So if I hear you correctly, if I click "update" it will present me with options and not just start downloading the 3.2.2 update?


----------



## lang (Jun 9, 2010)

used to be jwoodget said:


> I am currently using an iPad 3G over Bell that activated on the device and the iPad was at 3.2.1 but I subsequently updated to 3.2.2. You need to sync to iTunes to get the carrier update but you can decline/postpone the iOS update.


Interesting.
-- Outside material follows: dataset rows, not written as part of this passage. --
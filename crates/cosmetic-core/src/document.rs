//! Rule database model and rule engine

use serde::{Deserialize, Serialize};
use std::collections::BTreeMap;
use tracing::debug;

use crate::rule::{timestamp_now, Rule, RuleCandidate};
use crate::{CoreError, Result};

/// Schema version written to disk
pub const CONFIG_VERSION: u32 = 1;

/// The whole cosmetic filter database.
///
/// Hosts are kept in a `BTreeMap` so iteration and serialization are always
/// in lexicographic host order. A host key only exists while it has rules.
#[derive(Debug, Clone, PartialEq, Eq, Serialize, Deserialize)]
pub struct ConfigDocument {
    #[serde(default)]
    pub filters: BTreeMap<String, Vec<Rule>>,
    #[serde(default = "default_version")]
    pub version: u32,
}

fn default_version() -> u32 {
    CONFIG_VERSION
}

impl Default for ConfigDocument {
    fn default() -> Self {
        Self {
            filters: BTreeMap::new(),
            version: CONFIG_VERSION,
        }
    }
}

/// Result of trying to append a rule
#[derive(Debug, Clone, Copy, PartialEq, Eq)]
pub enum AppendOutcome {
    /// Stored at this 1-based position
    Appended(usize),
    /// An identical (selector, hasText) pair already exists
    Duplicate,
    /// Selector was empty after trimming
    EmptySelector,
    /// Host was empty after trimming
    EmptyHost,
}

impl AppendOutcome {
    pub fn is_appended(&self) -> bool {
        matches!(self, AppendOutcome::Appended(_))
    }
}

/// A rule taken out of the database
#[derive(Debug, Clone, PartialEq, Eq)]
pub struct Removal {
    pub rule: Rule,
    /// The host had no rules left and its key was deleted
    pub host_emptied: bool,
}

impl ConfigDocument {
    pub fn is_empty(&self) -> bool {
        self.filters.is_empty()
    }

    /// Rules stored for `host`, in application order
    pub fn rules_for(&self, host: &str) -> Option<&[Rule]> {
        self.filters.get(host).map(Vec::as_slice)
    }

    /// Append a rule stamped with the current time.
    pub fn append_rule(&mut self, host: &str, candidate: &RuleCandidate) -> AppendOutcome {
        self.append_rule_at(host, candidate, timestamp_now())
    }

    /// Append a rule with an explicit `created_at` value.
    ///
    /// Nothing is mutated unless the outcome is `Appended`.
    pub fn append_rule_at(
        &mut self,
        host: &str,
        candidate: &RuleCandidate,
        created_at: String,
    ) -> AppendOutcome {
        let host = host.trim();
        if host.is_empty() {
            return AppendOutcome::EmptyHost;
        }

        let (selector, has_text) = candidate.normalized();
        if selector.is_empty() {
            return AppendOutcome::EmptySelector;
        }

        if let Some(rules) = self.filters.get(host)
            && rules
                .iter()
                .any(|r| r.same_target(&selector, has_text.as_deref()))
        {
            debug!("Existing rule matches selector/text for {}", host);
            return AppendOutcome::Duplicate;
        }

        let rules = self.filters.entry(host.to_string()).or_default();
        rules.push(Rule::new(selector, has_text, created_at));
        debug!("Appended rule #{} for {}", rules.len(), host);
        AppendOutcome::Appended(rules.len())
    }

    /// Remove the rule at 1-based `index` for `host`.
    ///
    /// Deletes the host key when its last rule goes away.
    pub fn remove_rule(&mut self, host: &str, index: i64) -> Result<Removal> {
        let host = host.trim();
        let len = self.filters.get(host).map_or(0, Vec::len);
        if index < 1 || index as u64 > len as u64 {
            return Err(CoreError::IndexOutOfRange {
                host: host.to_string(),
                index,
                len,
            });
        }

        let rules = self
            .filters
            .get_mut(host)
            .ok_or_else(|| CoreError::IndexOutOfRange {
                host: host.to_string(),
                index,
                len,
            })?;
        let rule = rules.remove((index - 1) as usize);
        let host_emptied = rules.is_empty();
        if host_emptied {
            self.filters.remove(host);
        }

        Ok(Removal { rule, host_emptied })
    }

    /// All hosts in lexicographic order, each with its rules in storage order
    pub fn list_filters(&self) -> impl Iterator<Item = (&str, &[Rule])> {
        self.filters
            .iter()
            .map(|(host, rules)| (host.as_str(), rules.as_slice()))
    }

    /// Drop host keys that carry no rules. Returns how many were dropped.
    pub fn prune_empty_hosts(&mut self) -> usize {
        let before = self.filters.len();
        self.filters.retain(|_, rules| !rules.is_empty());
        before - self.filters.len()
    }
}
use serde::{Deserialize, Serialize};
use std::ffi::OsString;
use std::path::{Path, PathBuf};
use tracing::warn;

/// Directory name under the XDG config root
pub const APP_DIR: &str = "rethread";

/// Rule database file name
pub const FILTERS_FILENAME: &str = "cosmetic-filters.json";

/// Tool settings file name
pub const SETTINGS_FILENAME: &str = "cosmetic-filters.toml";

/// Picker script looked up in the config directory when not configured;
/// the built-in picker is used when this file is absent
pub const PICKER_FILENAME: &str = "cosmetic-filtering-picker.js";

// ============================================================================
// Paths
// ============================================================================

/// Resolve `$XDG_CONFIG_HOME/rethread`, falling back to `~/.config/rethread`.
///
/// Returns `None` when neither variable gives a location.
pub fn config_dir() -> Option<PathBuf> {
    config_dir_from(std::env::var_os("XDG_CONFIG_HOME"), dirs::home_dir())
}

/// Path resolution with the environment passed in
pub fn config_dir_from(
    xdg_config_home: Option<OsString>,
    home: Option<PathBuf>,
) -> Option<PathBuf> {
    let root = match xdg_config_home {
        Some(root) if !root.is_empty() => PathBuf::from(root),
        _ => home.filter(|h| !h.as_os_str().is_empty())?.join(".config"),
    };
    Some(root.join(APP_DIR))
}

// ============================================================================
// Settings (cosmetic-filters.toml)
// ============================================================================

/// Optional tool settings
#[derive(Debug, Clone, Serialize, Deserialize)]
pub struct Settings {
    /// Browser control program
    #[serde(default = "default_control_binary")]
    pub control_binary: String,

    /// Forwarded as `--profile=NAME`
    #[serde(default)]
    pub profile: Option<String>,

    /// Forwarded as `--user-data-dir=PATH`
    #[serde(default)]
    pub user_data_dir: Option<PathBuf>,

    /// Userscript template; the built-in one is used when unset
    #[serde(default)]
    pub template_path: Option<PathBuf>,

    /// Element picker script; overrides the config directory copy and the
    /// built-in picker
    #[serde(default)]
    pub picker_path: Option<PathBuf>,

    #[serde(default = "default_notify")]
    pub notify: bool,

    #[serde(default = "default_notify_duration")]
    pub notify_duration_ms: u64,
}

impl Default for Settings {
    fn default() -> Self {
        Self {
            control_binary: default_control_binary(),
            profile: None,
            user_data_dir: None,
            template_path: None,
            picker_path: None,
            notify: default_notify(),
            notify_duration_ms: default_notify_duration(),
        }
    }
}

fn default_control_binary() -> String {
    "rethread".to_string()
}

fn default_notify() -> bool {
    true
}

fn default_notify_duration() -> u64 {
    1500
}

impl Settings {
    /// Load settings from `config_dir`.
    ///
    /// A missing file gives defaults; an unreadable or malformed one gives
    /// defaults plus a warning. The file is never created here.
    pub fn load(config_dir: &Path) -> Self {
        let path = Self::settings_path(config_dir);
        if !path.exists() {
            return Settings::default();
        }

        let parsed = std::fs::read_to_string(&path)
            .map_err(|e| e.to_string())
            .and_then(|content| toml::from_str::<Settings>(&content).map_err(|e| e.to_string()));

        match parsed {
            Ok(settings) => settings,
            Err(e) => {
                warn!("Ignoring {}: {}", path.display(), e);
                Settings::default()
            }
        }
    }

    /// Get settings file path
    pub fn settings_path(config_dir: &Path) -> PathBuf {
        config_dir.join(SETTINGS_FILENAME)
    }

    /// Picker script file to use: the configured path, else the copy in
    /// `config_dir` if one is installed. `None` means the built-in picker.
    pub fn picker_path(&self, config_dir: &Path) -> Option<PathBuf> {
        if let Some(path) = &self.picker_path {
            return Some(path.clone());
        }
        let path = config_dir.join(PICKER_FILENAME);
        path.is_file().then_some(path)
    }
}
My iTunes/iPad wouldn't detect the carrier update for Bell until after I upgraded to 3.2.2


----------



## used to be jwoodget (Aug 22, 2002)

grandbender said:


> You need to sync to iTunes to get the carrier update but you can decline/postpone the iOS update.
> 
> So if I hear you correctly, if I click "update" it will present me with options and not just start downloading the 3.2.2 update?


No, if you choose to update, iTunes will install 3.2.2. However, I got the carrier update that allowed on iPad purchase before 3.2.2 was detected by my iPad.


----------



## grandbender (Aug 24, 2010)

Well I guess unless someone can extract the carrier update file bundled with the 3.2.2 update I'll just have to wait until the jailbreak comes out or live without the 3G network. 
Thanks to "lang" and "used to be" for your responses.


----------



## newfoundlander61 (Aug 4, 2010)

I am on Rogers using 3.2.1, what is the difference between this and 3.2.2?


----------



## grandbender (Aug 24, 2010)

3.2.2 patches the .pdf security hole which they say presented a risk if you load .pdf files onto your iPad. It also unjailbreaks your iPad if you chose to jb your device (with no way back!) There is presently no jailbreak for 3.2.2
Bundled with this download is the Bell carrier update needed to set up an account to access the Bell 3G network. If you have carrier version 6.1 you're stuck. I've found the updated (8.1) but can't figure out how to get it on the iPad! I replaced the .ipcc file in my Library but it didn't work.
I'll wait for a jailbreak or jump too Rogers!


----------



## lang (Jun 9, 2010)

Grandbender: Some good news.

It would appear that after installing 3.2.2 and grabbing the Bell carrier update, you can downgrade back to 3.2.1 with the usual not-to-be-discussed methods (assuming you've backed up what you need to). Then, after restoring 3.2.1, it will pick up the Bell carrier update.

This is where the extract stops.